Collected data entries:
______

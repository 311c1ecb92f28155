//! Wrappers for the expression shapes with cross-release history.

use crate::shim::{ShimContext, ShimResult};
use crate::tree::{SyntaxNode, SyntaxToken};
use crate::wrappers::{shim_node, unwrap_all, SeparatedList, ShimNode};

use super::designations::VariableDesignation;
use super::patterns::Pattern;

shim_node! {
    /// One argument of an invocation or tuple.
    Argument
}

impl Argument {
    /// The argument value.
    pub fn expression(&self, ctx: &ShimContext) -> ShimResult<Option<SyntaxNode>> {
        ctx.node_reader(Self::TYPE_NAME, "Expression")?.read(self.node())
    }
}

shim_node! {
    /// An expression declaring a variable in expression position
    /// (out-arguments, deconstruction targets).
    DeclarationExpression
}

impl DeclarationExpression {
    /// The designation naming the declared variable(s).
    pub fn designation(&self, ctx: &ShimContext) -> ShimResult<VariableDesignation> {
        let node = ctx.node_reader(Self::TYPE_NAME, "Designation")?.read(self.node())?;
        VariableDesignation::try_wrap(ctx, node)
    }
}

shim_node! {
    /// An `expr is pattern` test expression.
    IsPatternExpression
}

impl IsPatternExpression {
    /// The tested expression.
    pub fn expression(&self, ctx: &ShimContext) -> ShimResult<Option<SyntaxNode>> {
        ctx.node_reader(Self::TYPE_NAME, "Expression")?.read(self.node())
    }

    /// The `is` keyword.
    pub fn is_keyword(&self, ctx: &ShimContext) -> ShimResult<Option<SyntaxToken>> {
        ctx.token_reader(Self::TYPE_NAME, "IsKeyword")?.read(self.node())
    }

    /// The pattern on the right of the keyword.
    pub fn pattern(&self, ctx: &ShimContext) -> ShimResult<Pattern> {
        let node = ctx.node_reader(Self::TYPE_NAME, "Pattern")?.read(self.node())?;
        Pattern::try_wrap(ctx, node)
    }
}

shim_node! {
    /// A parenthesized tuple construction expression.
    TupleExpression
}

impl TupleExpression {
    /// The tuple's arguments, in source order.
    pub fn arguments(&self, ctx: &ShimContext) -> ShimResult<SeparatedList<Argument>> {
        let raw = ctx.list_reader(Self::TYPE_NAME, "Arguments")?.read(self.node())?;
        Ok(SeparatedList::new(raw))
    }

    /// A copy of this expression with the arguments replaced.
    pub fn with_arguments(&self, ctx: &ShimContext, arguments: &[Argument]) -> ShimResult<Self> {
        let nodes = unwrap_all(arguments)?;
        let node = ctx
            .list_writer(Self::TYPE_NAME, "Arguments")?
            .write(self.node(), nodes)?;
        Ok(Self::wrap_unchecked(Some(node)))
    }
}

shim_node! {
    /// A `start..end` range expression; both operands are optional.
    RangeExpression
}

impl RangeExpression {
    /// The operand before the operator, when present.
    pub fn left_operand(&self, ctx: &ShimContext) -> ShimResult<Option<SyntaxNode>> {
        ctx.node_reader(Self::TYPE_NAME, "LeftOperand")?.read(self.node())
    }

    /// The `..` operator token.
    pub fn operator_token(&self, ctx: &ShimContext) -> ShimResult<Option<SyntaxToken>> {
        ctx.token_reader(Self::TYPE_NAME, "OperatorToken")?.read(self.node())
    }

    /// The operand after the operator, when present.
    pub fn right_operand(&self, ctx: &ShimContext) -> ShimResult<Option<SyntaxNode>> {
        ctx.node_reader(Self::TYPE_NAME, "RightOperand")?.read(self.node())
    }
}

shim_node! {
    /// A `value switch { pattern => expr, ... }` expression.
    SwitchExpression
}

impl SwitchExpression {
    /// The expression being switched over.
    pub fn governing_expression(&self, ctx: &ShimContext) -> ShimResult<Option<SyntaxNode>> {
        ctx.node_reader(Self::TYPE_NAME, "GoverningExpression")?.read(self.node())
    }

    /// The arms, in source order.
    pub fn arms(&self, ctx: &ShimContext) -> ShimResult<SeparatedList<SwitchExpressionArm>> {
        let raw = ctx.list_reader(Self::TYPE_NAME, "Arms")?.read(self.node())?;
        Ok(SeparatedList::new(raw))
    }

    /// A copy of this expression with the arms replaced.
    pub fn with_arms(&self, ctx: &ShimContext, arms: &[SwitchExpressionArm]) -> ShimResult<Self> {
        let nodes = unwrap_all(arms)?;
        let node = ctx.list_writer(Self::TYPE_NAME, "Arms")?.write(self.node(), nodes)?;
        Ok(Self::wrap_unchecked(Some(node)))
    }
}

shim_node! {
    /// One `pattern => expression` arm of a switch expression.
    SwitchExpressionArm
}

impl SwitchExpressionArm {
    /// The arm's pattern.
    pub fn pattern(&self, ctx: &ShimContext) -> ShimResult<Pattern> {
        let node = ctx.node_reader(Self::TYPE_NAME, "Pattern")?.read(self.node())?;
        Pattern::try_wrap(ctx, node)
    }

    /// The arm's result expression.
    pub fn expression(&self, ctx: &ShimContext) -> ShimResult<Option<SyntaxNode>> {
        ctx.node_reader(Self::TYPE_NAME, "Expression")?.read(self.node())
    }
}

______

▸ **WORK TASK**
For this exercise, all the data must be repeated exactly.

▸ **FINISHED EXERCISE**
repository 311c1ecb92f28155
//! Wrappers for the expression shapes with cross-release history.

use crate::shim::{ShimContext, ShimResult};
use crate::tree::{SyntaxNode, SyntaxToken};
use crate::wrappers::{shim_node, unwrap_all, SeparatedList, ShimNode};

use super::designations::VariableDesignation;
use super::patterns::Pattern;

shim_node! {
    /// One argument of an invocation or tuple.
    Argument
}

impl Argument {
    /// The argument value.
    pub fn expression(&self, ctx: &ShimContext) -> ShimResult<Option<SyntaxNode>> {
        ctx.node_reader(Self::TYPE_NAME, "Expression")?.read(self.node())
    }
}

shim_node! {
    /// An expression declaring a variable in expression position
    /// (out-arguments, deconstruction targets).
    DeclarationExpression
}

impl DeclarationExpression {
    /// The designation naming the declared variable(s).
    pub fn designation(&self, ctx: &ShimContext) -> ShimResult<VariableDesignation> {
        let node = ctx.node_reader(Self::TYPE_NAME, "Designation")?.read(self.node())?;
        VariableDesignation::try_wrap(ctx, node)
    }
}

shim_node! {
    /// An `expr is pattern` test expression.
    IsPatternExpression
}

impl IsPatternExpression {
    /// The tested expression.
    pub fn expression(&self, ctx: &ShimContext) -> ShimResult<Option<SyntaxNode>> {
        ctx.node_reader(Self::TYPE_NAME, "Expression")?.read(self.node())
    }

    /// The `is` keyword.
    pub fn is_keyword(&self, ctx: &ShimContext) -> ShimResult<Option<SyntaxToken>> {
        ctx.token_reader(Self::TYPE_NAME, "IsKeyword")?.read(self.node())
    }

    /// The pattern on the right of the keyword.
    pub fn pattern(&self, ctx: &ShimContext) -> ShimResult<Pattern> {
        let node = ctx.node_reader(Self::TYPE_NAME, "Pattern")?.read(self.node())?;
        Pattern::try_wrap(ctx, node)
    }
}

shim_node! {
    /// A parenthesized tuple construction expression.
    TupleExpression
}

impl TupleExpression {
    /// The tuple's arguments, in source order.
    pub fn arguments(&self, ctx: &ShimContext) -> ShimResult<SeparatedList<Argument>> {
        let raw = ctx.list_reader(Self::TYPE_NAME, "Arguments")?.read(self.node())?;
        Ok(SeparatedList::new(raw))
    }

    /// A copy of this expression with the arguments replaced.
    pub fn with_arguments(&self, ctx: &ShimContext, arguments: &[Argument]) -> ShimResult<Self> {
        let nodes = unwrap_all(arguments)?;
        let node = ctx
            .list_writer(Self::TYPE_NAME, "Arguments")?
            .write(self.node(), nodes)?;
        Ok(Self::wrap_unchecked(Some(node)))
    }
}

shim_node! {
    /// A `start..end` range expression; both operands are optional.
    RangeExpression
}

impl RangeExpression {
    /// The operand before the operator, when present.
    pub fn left_operand(&self, ctx: &ShimContext) -> ShimResult<Option<SyntaxNode>> {
        ctx.node_reader(Self::TYPE_NAME, "LeftOperand")?.read(self.node())
    }

    /// The `..` operator token.
    pub fn operator_token(&self, ctx: &ShimContext) -> ShimResult<Option<SyntaxToken>> {
        ctx.token_reader(Self::TYPE_NAME, "OperatorToken")?.read(self.node())
    }

    /// The operand after the operator, when present.
    pub fn right_operand(&self, ctx: &ShimContext) -> ShimResult<Option<SyntaxNode>> {
        ctx.node_reader(Self::TYPE_NAME, "RightOperand")?.read(self.node())
    }
}

shim_node! {
    /// A `value switch { pattern => expr, ... }` expression.
    SwitchExpression
}

impl SwitchExpression {
    /// The expression being switched over.
    pub fn governing_expression(&self, ctx: &ShimContext) -> ShimResult<Option<SyntaxNode>> {
        ctx.node_reader(Self::TYPE_NAME, "GoverningExpression")?.read(self.node())
    }

    /// The arms, in source order.
    pub fn arms(&self, ctx: &ShimContext) -> ShimResult<SeparatedList<SwitchExpressionArm>> {
        let raw = ctx.list_reader(Self::TYPE_NAME, "Arms")?.read(self.node())?;
        Ok(SeparatedList::new(raw))
    }

    /// A copy of this expression with the arms replaced.
    pub fn with_arms(&self, ctx: &ShimContext, arms: &[SwitchExpressionArm]) -> ShimResult<Self> {
        let nodes = unwrap_all(arms)?;
        let node = ctx.list_writer(Self::TYPE_NAME, "Arms")?.write(self.node(), nodes)?;
        Ok(Self::wrap_unchecked(Some(node)))
    }
}

shim_node! {
    /// One `pattern => expression` arm of a switch expression.
    SwitchExpressionArm
}

impl SwitchExpressionArm {
    /// The arm's pattern.
    pub fn pattern(&self, ctx: &ShimContext) -> ShimResult<Pattern> {
        let node = ctx.node_reader(Self::TYPE_NAME, "Pattern")?.read(self.node())?;
        Pattern::try_wrap(ctx, node)
    }

    /// The arm's result expression.
    pub fn expression(&self, ctx: &ShimContext) -> ShimResult<Option<SyntaxNode>> {
        ctx.node_reader(Self::TYPE_NAME, "Expression")?.read(self.node())
    }
}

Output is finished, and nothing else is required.